Recently, the broader effects of disturbances to OneCarbon (1C) metabolism during the periconceptional period from 14 weeks prior to conception to 10 weeks following conception) have been reviewed [52] (Fig. 4).

Fig. 4.

The periconceptional period in humans* [52]. *Includes five stages. The consecutive processes of spermatogenesis and spermiogenesis in men typically lasts around 10 weeks with final maturation of spermatozoa occurring in the epididymis. In women, primordial ovarian follicles leave their resting state around 26 weeks prior to terminal antral follicle maturation and ovulation, but extensive follicular growth (i.e. primary to late tertiary) commences fromaround 14 weeks preovulation. Following fertilization, hatched blastocysts attach to the endometrial epithelium around Day 6 and the formation of the syncytiotrophoblast from the embryonic pole is observed from around Day 7 onwards.

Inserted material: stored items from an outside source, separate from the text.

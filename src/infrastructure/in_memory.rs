use crate::domain::loan::Loan;
use crate::domain::payment::{Payment, Settlement};
use crate::domain::ports::{BillingStore, LoanStore, PaymentStore};
use crate::domain::schedule::{self, Installment, InstallmentStatus};
use crate::error::{BillingError, Result};
use async_trait::async_trait;
use chrono::NaiveDate;
use std::collections::{BTreeMap, HashMap, HashSet};
use std::sync::Arc;
use tokio::sync::RwLock;

#[derive(Default)]
struct Tables {
    loans: HashMap<String, Loan>,
    /// Keyed by loan id, then week number.
    schedules: HashMap<String, BTreeMap<u32, Installment>>,
    /// Keyed by loan id, then week number; one payment per installment.
    payments: HashMap<String, BTreeMap<u32, Payment>>,
}

impl Tables {
    fn check_new_loan(&self, loan: &Loan) -> Result<()> {
        if self.loans.contains_key(&loan.loan_id) {
            return Err(BillingError::AlreadyExists(loan.loan_id.clone()));
        }
        Ok(())
    }

    fn check_schedule(&self, schedule: &[Installment], pending_loan: Option<&str>) -> Result<()> {
        let mut seen = HashSet::new();
        for installment in schedule {
            let known = self.loans.contains_key(&installment.loan_id)
                || pending_loan == Some(installment.loan_id.as_str());
            if !known {
                return Err(BillingError::persistence(format!(
                    "installment references unknown loan {}",
                    installment.loan_id
                )));
            }
            let existing = self
                .schedules
                .get(&installment.loan_id)
                .is_some_and(|weeks| weeks.contains_key(&installment.week_number));
            if existing || !seen.insert((&installment.loan_id, installment.week_number)) {
                return Err(BillingError::persistence(format!(
                    "duplicate installment for loan {} week {}",
                    installment.loan_id, installment.week_number
                )));
            }
        }
        Ok(())
    }

    fn check_installment(&self, loan_id: &str, week_number: u32) -> Result<()> {
        let exists = self
            .schedules
            .get(loan_id)
            .is_some_and(|weeks| weeks.contains_key(&week_number));
        if !exists {
            return Err(BillingError::persistence(format!(
                "no installment for loan {} week {}",
                loan_id, week_number
            )));
        }
        Ok(())
    }

    fn check_payment(&self, payment: &Payment) -> Result<()> {
        if !self.loans.contains_key(&payment.loan_id) {
            return Err(BillingError::NotFound(payment.loan_id.clone()));
        }
        let duplicate = self
            .payments
            .get(&payment.loan_id)
            .is_some_and(|weeks| weeks.contains_key(&payment.week_number));
        if duplicate {
            return Err(BillingError::persistence(format!(
                "payment for loan {} week {} already recorded",
                payment.loan_id, payment.week_number
            )));
        }
        Ok(())
    }

    fn check_loan_exists(&self, loan_id: &str) -> Result<()> {
        if !self.loans.contains_key(loan_id) {
            return Err(BillingError::NotFound(loan_id.to_string()));
        }
        Ok(())
    }

    fn insert_schedule(&mut self, schedule: Vec<Installment>) {
        for installment in schedule {
            self.schedules
                .entry(installment.loan_id.clone())
                .or_default()
                .insert(installment.week_number, installment);
        }
    }

    fn set_status(&mut self, loan_id: &str, week_number: u32, status: InstallmentStatus) {
        if let Some(installment) = self
            .schedules
            .get_mut(loan_id)
            .and_then(|weeks| weeks.get_mut(&week_number))
        {
            installment.status = status;
        }
    }

    fn insert_payment(&mut self, payment: Payment) {
        self.payments
            .entry(payment.loan_id.clone())
            .or_default()
            .insert(payment.week_number, payment);
    }
}

/// A thread-safe in-memory store for loans, schedules and payments.
///
/// All three tables sit behind one `Arc<RwLock<..>>`, so the multi-record
/// operations of [`BillingStore`] validate and apply under a single write
/// guard. Ideal for testing or for runs where persistence is not required.
#[derive(Default, Clone)]
pub struct InMemoryBillingStore {
    tables: Arc<RwLock<Tables>>,
}

impl InMemoryBillingStore {
    /// Creates a new, empty in-memory store.
    pub fn new() -> Self {
        Self::default()
    }
}

#[async_trait]
impl LoanStore for InMemoryBillingStore {
    async fn create(&self, loan: Loan) -> Result<()> {
        let mut tables = self.tables.write().await;
        tables.check_new_loan(&loan)?;
        tables.loans.insert(loan.loan_id.clone(), loan);
        Ok(())
    }

    async fn get(&self, loan_id: &str) -> Result<Option<Loan>> {
        let tables = self.tables.read().await;
        Ok(tables.loans.get(loan_id).cloned())
    }

    async fn update(&self, loan: Loan) -> Result<()> {
        let mut tables = self.tables.write().await;
        tables.check_loan_exists(&loan.loan_id)?;
        tables.loans.insert(loan.loan_id.clone(), loan);
        Ok(())
    }

    async fn get_all(&self) -> Result<Vec<Loan>> {
        let tables = self.tables.read().await;
        Ok(tables.loans.values().cloned().collect())
    }

    async fn create_schedule_batch(&self, schedule: Vec<Installment>) -> Result<()> {
        let mut tables = self.tables.write().await;
        tables.check_schedule(&schedule, None)?;
        tables.insert_schedule(schedule);
        Ok(())
    }

    async fn get_schedule(&self, loan_id: &str) -> Result<Vec<Installment>> {
        let tables = self.tables.read().await;
        Ok(tables
            .schedules
            .get(loan_id)
            .map(|weeks| weeks.values().cloned().collect())
            .unwrap_or_default())
    }

    async fn get_overdue_schedule(
        &self,
        loan_id: &str,
        today: NaiveDate,
    ) -> Result<Vec<Installment>> {
        let tables = self.tables.read().await;
        let installments: Vec<Installment> = tables
            .schedules
            .get(loan_id)
            .map(|weeks| weeks.values().cloned().collect())
            .unwrap_or_default();
        Ok(schedule::past_due(&installments, today))
    }

    async fn update_installment_status(
        &self,
        loan_id: &str,
        week_number: u32,
        status: InstallmentStatus,
    ) -> Result<()> {
        let mut tables = self.tables.write().await;
        tables.check_installment(loan_id, week_number)?;
        tables.set_status(loan_id, week_number, status);
        Ok(())
    }
}

#[async_trait]
impl PaymentStore for InMemoryBillingStore {
    async fn create(&self, payment: Payment) -> Result<()> {
        let mut tables = self.tables.write().await;
        tables.check_payment(&payment)?;
        tables.insert_payment(payment);
        Ok(())
    }

    async fn get_by_loan(&self, loan_id: &str) -> Result<Vec<Payment>> {
        let tables = self.tables.read().await;
        Ok(tables
            .payments
            .get(loan_id)
            .map(|weeks| weeks.values().cloned().collect())
            .unwrap_or_default())
    }
}

#[async_trait]
impl BillingStore for InMemoryBillingStore {
    async fn open_loan(&self, loan: Loan, schedule: Vec<Installment>) -> Result<()> {
        let mut tables = self.tables.write().await;
        tables.check_new_loan(&loan)?;
        tables.check_schedule(&schedule, Some(&loan.loan_id))?;
        tables.loans.insert(loan.loan_id.clone(), loan);
        tables.insert_schedule(schedule);
        Ok(())
    }

    async fn settle(&self, settlement: Settlement) -> Result<()> {
        let Settlement {
            payment,
            closed_loan,
        } = settlement;

        let mut tables = self.tables.write().await;
        tables.check_payment(&payment)?;
        tables.check_installment(&payment.loan_id, payment.week_number)?;
        if let Some(loan) = &closed_loan {
            tables.check_loan_exists(&loan.loan_id)?;
        }

        tables.set_status(
            &payment.loan_id,
            payment.week_number,
            InstallmentStatus::Paid,
        );
        tables.insert_payment(payment);
        if let Some(loan) = closed_loan {
            tables.loans.insert(loan.loan_id.clone(), loan);
        }
        Ok(())
    }
}
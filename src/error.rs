use miette::Diagnostic;
use rust_decimal::Decimal;
use thiserror::Error;

pub type Result<T> = std::result::Result<T, BillingError>;

/// Coarse classification of a [`BillingError`], suitable for mapping onto
/// transport-level statuses.
#[derive(Debug, Clone, Copy, PartialEq, Eq)]
pub enum ErrorKind {
    Validation,
    AlreadyExists,
    NotFound,
    AlreadyClosed,
    NoOutstandingBalance,
    InvalidAmount,
    Persistence,
}

#[derive(Error, Diagnostic, Debug)]
pub enum BillingError {
    #[error("Validation error: {0}")]
    #[diagnostic(code(billing::validation))]
    ValidationError(String),

    #[error("Loan {0} already exists")]
    #[diagnostic(code(billing::already_exists))]
    AlreadyExists(String),

    #[error("Loan {0} not found")]
    #[diagnostic(code(billing::not_found))]
    NotFound(String),

    #[error("Loan {0} is not active")]
    #[diagnostic(code(billing::already_closed))]
    AlreadyClosed(String),

    #[error("Loan {0} has no outstanding balance")]
    #[diagnostic(code(billing::no_outstanding_balance))]
    NoOutstandingBalance(String),

    #[error("Invalid payment amount {amount}: {reason}")]
    #[diagnostic(
        code(billing::invalid_amount),
        help("payments must match the installment amount exactly")
    )]
    InvalidAmount { amount: Decimal, reason: String },

    #[error("Persistence error: {0}")]
    #[diagnostic(code(billing::persistence))]
    PersistenceError(#[source] Box<dyn std::error::Error + Send + Sync>),

    #[error("Configuration error: {0}")]
    #[diagnostic(code(billing::config))]
    ConfigError(String),

    #[error("CSV error: {0}")]
    #[diagnostic(code(billing::csv))]
    CsvError(#[from] csv::Error),

    #[error("IO error: {0}")]
    #[diagnostic(code(billing::io))]
    IoError(#[from] std::io::Error),
}

impl BillingError {
    /// Wraps a storage-level failure.
    pub fn persistence<E>(err: E) -> Self
    where
        E: Into<Box<dyn std::error::Error + Send + Sync>>,
    {
        Self::PersistenceError(err.into())
    }

    pub fn kind(&self) -> ErrorKind {
        match self {
            Self::ValidationError(_) | Self::ConfigError(_) | Self::CsvError(_) => {
                ErrorKind::Validation
            }
            Self::AlreadyExists(_) => ErrorKind::AlreadyExists,
            Self::NotFound(_) => ErrorKind::NotFound,
            Self::AlreadyClosed(_) => ErrorKind::AlreadyClosed,
            Self::NoOutstandingBalance(_) => ErrorKind::NoOutstandingBalance,
            Self::InvalidAmount { .. } => ErrorKind::InvalidAmount,
            Self::PersistenceError(_) | Self::IoError(_) => ErrorKind::Persistence,
        }
    }
}

#[cfg(feature = "storage-rocksdb")]
impl From<rocksdb::Error> for BillingError {
    fn from(err: rocksdb::Error) -> Self {
        Self::persistence(err)
    }
}

impl From<serde_json::Error> for BillingError {
    fn from(err: serde_json::Error) -> Self {
        Self::persistence(err)
    }
}

#[cfg(test)]
mod tests {
    use super::*;
    use rust_decimal_macros::dec;

    #[test]
    fn test_error_kinds() {
        assert_eq!(
            BillingError::NotFound("L1".into()).kind(),
            ErrorKind::NotFound
        );
        assert_eq!(
            BillingError::InvalidAmount {
                amount: dec!(1),
                reason: "expected 2".into()
            }
            .kind(),
            ErrorKind::InvalidAmount
        );
        assert_eq!(
            BillingError::persistence("disk full").kind(),
            ErrorKind::Persistence
        );
    }

    #[test]
    fn test_diagnostic_codes() {
        let err = BillingError::AlreadyClosed("L1".into());
        let code = err.code().map(|c| c.to_string());
        assert_eq!(code.as_deref(), Some("billing::already_closed"));
        assert_eq!(err.to_string(), "Loan L1 is not active");
    }
}
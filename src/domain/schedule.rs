use super::loan::Loan;
use super::money::Money;
use crate::error::{BillingError, Result};
use chrono::{DateTime, Days, NaiveDate, Utc};
use rust_decimal::Decimal;
use serde::{Deserialize, Serialize};
use std::fmt;
use uuid::Uuid;

/// Days between two consecutive installments.
pub const DAYS_PER_WEEK: u64 = 7;

#[derive(Debug, Serialize, Deserialize, PartialEq, Eq, Clone, Copy)]
#[serde(rename_all = "lowercase")]
pub enum InstallmentStatus {
    Pending,
    Paid,
    /// Set only by an external sweep; otherwise equivalent to `Pending`.
    Overdue,
}

impl InstallmentStatus {
    pub fn is_unpaid(&self) -> bool {
        matches!(self, InstallmentStatus::Pending | InstallmentStatus::Overdue)
    }
}

impl fmt::Display for InstallmentStatus {
    fn fmt(&self, f: &mut fmt::Formatter<'_>) -> fmt::Result {
        match self {
            InstallmentStatus::Pending => write!(f, "pending"),
            InstallmentStatus::Paid => write!(f, "paid"),
            InstallmentStatus::Overdue => write!(f, "overdue"),
        }
    }
}

/// One weekly due amount within a loan's schedule.
#[derive(Debug, Serialize, Deserialize, PartialEq, Clone)]
pub struct Installment {
    pub id: Uuid,
    pub loan_id: String,
    /// 1-based, unique per loan.
    pub week_number: u32,
    pub due_amount: Money,
    pub due_date: NaiveDate,
    pub status: InstallmentStatus,
    pub created_at: DateTime<Utc>,
}

/// Due date of `week_number`, counted in whole weeks from the loan's creation day.
///
/// `None` when the date is past the last representable calendar day.
pub fn due_date(created_at: DateTime<Utc>, week_number: u32) -> Option<NaiveDate> {
    created_at
        .date_naive()
        .checked_add_days(Days::new(DAYS_PER_WEEK * u64::from(week_number)))
}

/// Builds the full repayment schedule for a freshly created loan.
///
/// Every installment is due `weekly_payment`. When `absorb_residual` is set,
/// the final installment instead carries whatever is left of the total owed,
/// so the schedule sums exactly to principal plus interest.
pub fn build_schedule(loan: &Loan, absorb_residual: bool) -> Result<Vec<Installment>> {
    let weeks = loan.duration_weeks;
    let final_amount = if absorb_residual {
        loan.total_owed()? - loan.weekly_payment * Decimal::from(weeks - 1)
    } else {
        loan.weekly_payment
    };

    (1..=weeks)
        .map(|week_number| {
            let due_date = due_date(loan.created_at, week_number).ok_or_else(|| {
                BillingError::ValidationError(format!(
                    "Week {} of loan {} falls past the last representable date",
                    week_number, loan.loan_id
                ))
            })?;
            Ok(Installment {
                id: Uuid::new_v4(),
                loan_id: loan.loan_id.clone(),
                week_number,
                due_amount: if week_number == weeks {
                    final_amount
                } else {
                    loan.weekly_payment
                },
                due_date,
                status: InstallmentStatus::Pending,
                created_at: loan.created_at,
            })
        })
        .collect()
}

/// The lowest-numbered installment still awaiting payment.
pub fn earliest_unpaid(schedule: &[Installment]) -> Option<&Installment> {
    schedule
        .iter()
        .filter(|i| i.status.is_unpaid())
        .min_by_key(|i| i.week_number)
}

/// True when no installment other than `week_number` is still unpaid.
pub fn settles_loan(schedule: &[Installment], week_number: u32) -> bool {
    schedule
        .iter()
        .filter(|i| i.week_number != week_number)
        .all(|i| !i.status.is_unpaid())
}

/// Unpaid installments due strictly before `today`, in week order.
pub fn past_due(schedule: &[Installment], today: NaiveDate) -> Vec<Installment> {
    let mut overdue: Vec<Installment> = schedule
        .iter()
        .filter(|i| i.status.is_unpaid() && i.due_date < today)
        .cloned()
        .collect();
    overdue.sort_by_key(|i| i.week_number);
    overdue
}

/// Walks installments in due-date order and reports whether `threshold`
/// consecutive past-due installments were missed.
///
/// Only installments due strictly before `today` are considered; the walk
/// stops at the first one due today or later. A paid installment resets the
/// streak.
pub fn is_delinquent(schedule: &[Installment], today: NaiveDate, threshold: u32) -> bool {
    let mut ordered: Vec<&Installment> = schedule.iter().collect();
    ordered.sort_by_key(|i| (i.due_date, i.week_number));

    let mut consecutive_missed = 0;
    for installment in ordered {
        if installment.due_date >= today {
            break;
        }
        if installment.status.is_unpaid() {
            consecutive_missed += 1;
            if consecutive_missed >= threshold {
                return true;
            }
        } else {
            consecutive_missed = 0;
        }
    }
    false
}
use crate::error::{BillingError, Result};
use chrono::{DateTime, NaiveDate, NaiveTime, Utc};
use hourglass_rs::{SafeTimeProvider, TimeSource};

/// Source of the current instant. All comparisons are made in UTC.
pub trait Clock: Send + Sync {
    fn now(&self) -> DateTime<Utc>;

    /// The current UTC calendar day.
    fn today(&self) -> NaiveDate {
        self.now().date_naive()
    }
}

impl Clock for SafeTimeProvider {
    fn now(&self) -> DateTime<Utc> {
        SafeTimeProvider::now(self)
    }
}

pub fn system_time() -> SafeTimeProvider {
    SafeTimeProvider::new(TimeSource::System)
}

/// A test-mode provider starting at midnight UTC of `day`.
pub fn test_time_on(day: NaiveDate) -> SafeTimeProvider {
    SafeTimeProvider::new(TimeSource::Test(midnight(day)))
}

pub fn midnight(day: NaiveDate) -> DateTime<Utc> {
    day.and_time(NaiveTime::MIN).and_utc()
}

/// Moves a test-mode provider to midnight UTC of `day`, backwards if need be.
pub fn move_to_day(time: &SafeTimeProvider, day: NaiveDate) -> Result<()> {
    let control = time.test_control().ok_or_else(|| {
        BillingError::ConfigError("the clock can only be moved in test mode".to_string())
    })?;
    control.advance(midnight(day) - time.now());
    Ok(())
}
pub mod application;
pub mod config;
pub mod domain;
pub mod error;
pub mod infrastructure;
pub mod interfaces;
use crate::application::engine::BillingEngine;
use crate::domain::loan::{Loan, LoanStatus};
use crate::domain::money::Money;
use crate::error::{BillingError, Result};
use rust_decimal::Decimal;
use serde::{Serialize, Serializer};
use std::fmt::Display;
use std::io::Write;

fn display<T, S>(value: &T, serializer: S) -> std::result::Result<S::Ok, S::Error>
where
    T: Display,
    S: Serializer,
{
    serializer.collect_str(value)
}

/// End-of-run state of one loan.
#[derive(Debug, Serialize, PartialEq, Clone)]
pub struct LoanSummary {
    pub loan: String,
    #[serde(serialize_with = "display")]
    pub principal: Money,
    #[serde(serialize_with = "display")]
    pub rate: Decimal,
    pub weeks: u32,
    #[serde(serialize_with = "display")]
    pub weekly_payment: Money,
    pub paid_weeks: usize,
    #[serde(serialize_with = "display")]
    pub outstanding: Money,
    pub delinquent: bool,
    pub status: LoanStatus,
}

impl LoanSummary {
    pub fn new(loan: &Loan, paid_weeks: usize, outstanding: Money, delinquent: bool) -> Self {
        Self {
            loan: loan.loan_id.clone(),
            principal: loan.principal,
            rate: loan.annual_rate.normalize(),
            weeks: loan.duration_weeks,
            weekly_payment: loan.weekly_payment,
            paid_weeks,
            outstanding,
            delinquent: delinquent && loan.is_active(),
            status: loan.status,
        }
    }
}

/// Summaries of every loan, ordered by loan id.
///
/// Loans that are no longer active are reported as not delinquent. Any other
/// failure aborts the summary.
pub async fn summarize(engine: &BillingEngine) -> Result<Vec<LoanSummary>> {
    let mut summaries = Vec::new();
    for loan in engine.loans().await? {
        let paid_weeks = engine.payments(&loan.loan_id).await?.len();
        let outstanding = engine.get_outstanding(&loan.loan_id).await?;
        let delinquent = match engine.is_delinquent(&loan.loan_id).await {
            Ok(delinquent) => delinquent,
            Err(BillingError::AlreadyClosed(_)) => false,
            Err(e) => return Err(e),
        };
        summaries.push(LoanSummary::new(&loan, paid_weeks, outstanding, delinquent));
    }
    Ok(summaries)
}

/// Writes loan summaries as CSV, header first.
pub struct LoanWriter<W: Write> {
    writer: csv::Writer<W>,
}

impl<W: Write> LoanWriter<W> {
    pub fn new(sink: W) -> Self {
        Self {
            writer: csv::Writer::from_writer(sink),
        }
    }

    pub fn write_summaries<I>(&mut self, summaries: I) -> Result<()>
    where
        I: IntoIterator<Item = LoanSummary>,
    {
        for summary in summaries {
            self.writer.serialize(summary)?;
        }
        self.writer.flush()?;
        Ok(())
    }
}
use billing_engine::domain::loan::{Loan, LoanTerms};
use billing_engine::domain::money::Money;
use billing_engine::domain::payment::{Payment, Settlement};
use billing_engine::domain::ports::BillingStoreBox;
use billing_engine::domain::schedule::{InstallmentStatus, build_schedule};
use billing_engine::infrastructure::in_memory::InMemoryBillingStore;
use chrono::Utc;
use rust_decimal_macros::dec;
use std::sync::Arc;

#[tokio::test]
async fn test_store_as_trait_object() {
    let store: Arc<BillingStoreBox> = Arc::new(Box::new(InMemoryBillingStore::new()));

    let terms = LoanTerms::new(Money::new(dec!(200)), dec!(0), 2).unwrap();
    let loan = Loan::new("1", &terms, Utc::now());
    let schedule = build_schedule(&loan, false).unwrap();

    // Verify Send + Sync by spawning tasks
    let writer = store.clone();
    let handle = tokio::spawn(async move {
        writer.open_loan(loan, schedule).await.unwrap();
        writer
            .settle(Settlement {
                payment: Payment::new("1", Money::new(dec!(100)), 1, Utc::now()),
                closed_loan: None,
            })
            .await
            .unwrap();
    });
    handle.await.unwrap();

    let reader = store.clone();
    let (installments, latest) = tokio::spawn(async move {
        (
            reader.get_schedule("1").await.unwrap(),
            reader.latest("1").await.unwrap(),
        )
    })
    .await
    .unwrap();

    assert_eq!(installments[0].status, InstallmentStatus::Paid);
    assert_eq!(installments[1].status, InstallmentStatus::Pending);
    assert_eq!(latest.unwrap().week_number, 1);
    assert_eq!(store.total_paid("1").await.unwrap(), Money::new(dec!(100)));
}
use async_trait::async_trait;
use billing_engine::domain::loan::Loan;
use billing_engine::domain::payment::{Payment, Settlement};
use billing_engine::domain::ports::{BillingStore, LoanStore, PaymentStore};
use billing_engine::domain::schedule::{Installment, InstallmentStatus};
use billing_engine::error::{BillingError, Result};
use billing_engine::infrastructure::in_memory::InMemoryBillingStore;
use chrono::NaiveDate;
use std::sync::Arc;
use std::sync::atomic::{AtomicBool, Ordering};

/// Switches that make a `FlakyStore` fail on demand.
#[derive(Clone, Default)]
pub struct Faults {
    reads: Arc<AtomicBool>,
    schedule_reads: Arc<AtomicBool>,
    writes: Arc<AtomicBool>,
}

impl Faults {
    pub fn fail_reads(&self, on: bool) {
        self.reads.store(on, Ordering::SeqCst);
    }

    /// Fails only schedule reads, leaving loans and payments readable.
    pub fn fail_schedule_reads(&self, on: bool) {
        self.schedule_reads.store(on, Ordering::SeqCst);
    }

    pub fn fail_writes(&self, on: bool) {
        self.writes.store(on, Ordering::SeqCst);
    }

    fn read(&self) -> Result<()> {
        if self.reads.load(Ordering::SeqCst) {
            return Err(BillingError::persistence("read unavailable"));
        }
        Ok(())
    }

    fn schedule_read(&self) -> Result<()> {
        self.read()?;
        if self.schedule_reads.load(Ordering::SeqCst) {
            return Err(BillingError::persistence("schedule unavailable"));
        }
        Ok(())
    }

    fn write(&self) -> Result<()> {
        if self.writes.load(Ordering::SeqCst) {
            return Err(BillingError::persistence("write unavailable"));
        }
        Ok(())
    }
}

/// In-memory store whose reads or writes can be made to fail.
#[derive(Clone, Default)]
pub struct FlakyStore {
    inner: InMemoryBillingStore,
    faults: Faults,
}

impl FlakyStore {
    pub fn with_faults() -> (Self, Faults) {
        let store = Self::default();
        let faults = store.faults.clone();
        (store, faults)
    }
}

#[async_trait]
impl LoanStore for FlakyStore {
    async fn create(&self, loan: Loan) -> Result<()> {
        self.faults.write()?;
        LoanStore::create(&self.inner, loan).await
    }

    async fn get(&self, loan_id: &str) -> Result<Option<Loan>> {
        self.faults.read()?;
        self.inner.get(loan_id).await
    }

    async fn update(&self, loan: Loan) -> Result<()> {
        self.faults.write()?;
        self.inner.update(loan).await
    }

    async fn get_all(&self) -> Result<Vec<Loan>> {
        self.faults.read()?;
        self.inner.get_all().await
    }

    async fn create_schedule_batch(&self, schedule: Vec<Installment>) -> Result<()> {
        self.faults.write()?;
        self.inner.create_schedule_batch(schedule).await
    }

    async fn get_schedule(&self, loan_id: &str) -> Result<Vec<Installment>> {
        self.faults.schedule_read()?;
        self.inner.get_schedule(loan_id).await
    }

    async fn get_overdue_schedule(
        &self,
        loan_id: &str,
        today: NaiveDate,
    ) -> Result<Vec<Installment>> {
        self.faults.schedule_read()?;
        self.inner.get_overdue_schedule(loan_id, today).await
    }

    async fn update_installment_status(
        &self,
        loan_id: &str,
        week_number: u32,
        status: InstallmentStatus,
    ) -> Result<()> {
        self.faults.write()?;
        self.inner
            .update_installment_status(loan_id, week_number, status)
            .await
    }
}

#[async_trait]
impl PaymentStore for FlakyStore {
    async fn create(&self, payment: Payment) -> Result<()> {
        self.faults.write()?;
        PaymentStore::create(&self.inner, payment).await
    }

    async fn get_by_loan(&self, loan_id: &str) -> Result<Vec<Payment>> {
        self.faults.read()?;
        self.inner.get_by_loan(loan_id).await
    }
}

#[async_trait]
impl BillingStore for FlakyStore {
    async fn open_loan(&self, loan: Loan, schedule: Vec<Installment>) -> Result<()> {
        self.faults.write()?;
        self.inner.open_loan(loan, schedule).await
    }

    async fn settle(&self, settlement: Settlement) -> Result<()> {
        self.faults.write()?;
        self.inner.settle(settlement).await
    }
}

Implantation of the blastocyst is completed during the second week of embryonic development, although the process of placentation, involving the formation of the villous chorion and decidua basalis, continues for several more weeks. Gastrulation commences during the third week, giving rise to the three germ layers, and leads to the organogenetic period betweenWeeks 4 and 10. At the onset of this period the neural tube forms followed by development of all major organ systems, culminating in the closure of the secondary palate of the embryo by Week 10

During this period ‘life-style’ factors such as diet, body fat mass (i.e. BMI), smoking and alcohol consumption each result in incremental (i.e. 1 to 4 μmol/L) increases in plasma homocysteine (Hcy) concentrations. The cumulative effect leads to high absolute levels (>20 μmol/L) of Hcy, particularly in individuals with genetic risk alleles.

This frequently associates with poor pregnancy outcomes, including recurrent miscarriages, preeclampsia and congenital abnormalities such as neural-tube defects.

Paternal contribution

Evidence is emerging from both animal [53] and human [54] studies that paternal diet can also influence offspring development and health. The former study investigated the effects of male rats fed high-fat diets that led to obesity. Their female offspring were glucose intolerant and exhibited impaired insulin secretion. The latter study investigated DNA methylation of two differentially methylated regions (DMRs) within two imprinted genes (i.e. IGF2 and H19) in DNA extracted from cord-blood leucocytes from new-born human infants. In this study hypomethylation of the IGF2 DMR was associated with paternal obesity.

The intrauterine disruption of androgen production

More or less strong associations have been reported between lifestyle factors (e.g. smoking), environmental chemical exposures (e.g. dioxins, certain pesticides) or pharmaceutical usage (paracetamol/acetaminophen) during early pregnancy and male reproductive disorders, either evident at birth or in adulthood [55].

Growing evidence suggests that all these disorders are interlinked in terms of their origins [56] and that this probably involves disruption of androgen production or androgen action during a critical ‘masculinization programming window (MPW)’, which in humans is localised within the period of 8–12 weeks’ gestation [57, 58].

Any deficiencies in androgen action within the MPW can result in (permanently) reduced adult reproductive organ size and associated abnormalities in structure (e.g. hypospadias) and/or function (eg reduced sperm production) [58, 59].

Congenital disorders specifically linked to Art Use

Hart and Norman [60, 61] published recently two back-to-back articles on the longer-term health outcomes for children born as a result of IVF treatment; part I is on general health outcomes and part II on mental health and development outcomes. For both articles a search strategy restricted to studies relating to the medical condition of IVF children of at least 1 year of age was used to include case series, data linkage and prospective studies published between 1 January 2000 and 1 April 2012. With regard to general health outcomes, limited long-term follow-up data suggest a possible increase in raised blood pressure, high fasting glucose, increase in total body fat composition, advancement of bone age and subclinical thyroid disorder. It is unclear whether these potential associations are related to the IVF therapy, the adverse obstetric outcomes related to IVF or the genetic origin of children. Short-term outcome for children after IVF is positive but other risks later in life need to be addressed by further studies. With regard to mental health and developmental outcomes, limited studies suggest an increase in the incidence of cerebral palsy and neurodevelopmental delay related to confounders of prematurity and low birthweight. Reports of associations with autism and attention-deficit disorder are believed to be related to maternal and obstetric factors. A potential increase in the prevalence of early childhood clinical depression and binge drinking in the offspring of IVF is suggested, but without changes with respect to cognitive development, school performance, social functioning and behavior. Overall mental and emotional health outcome for IVF children are reassuring but further studies are required.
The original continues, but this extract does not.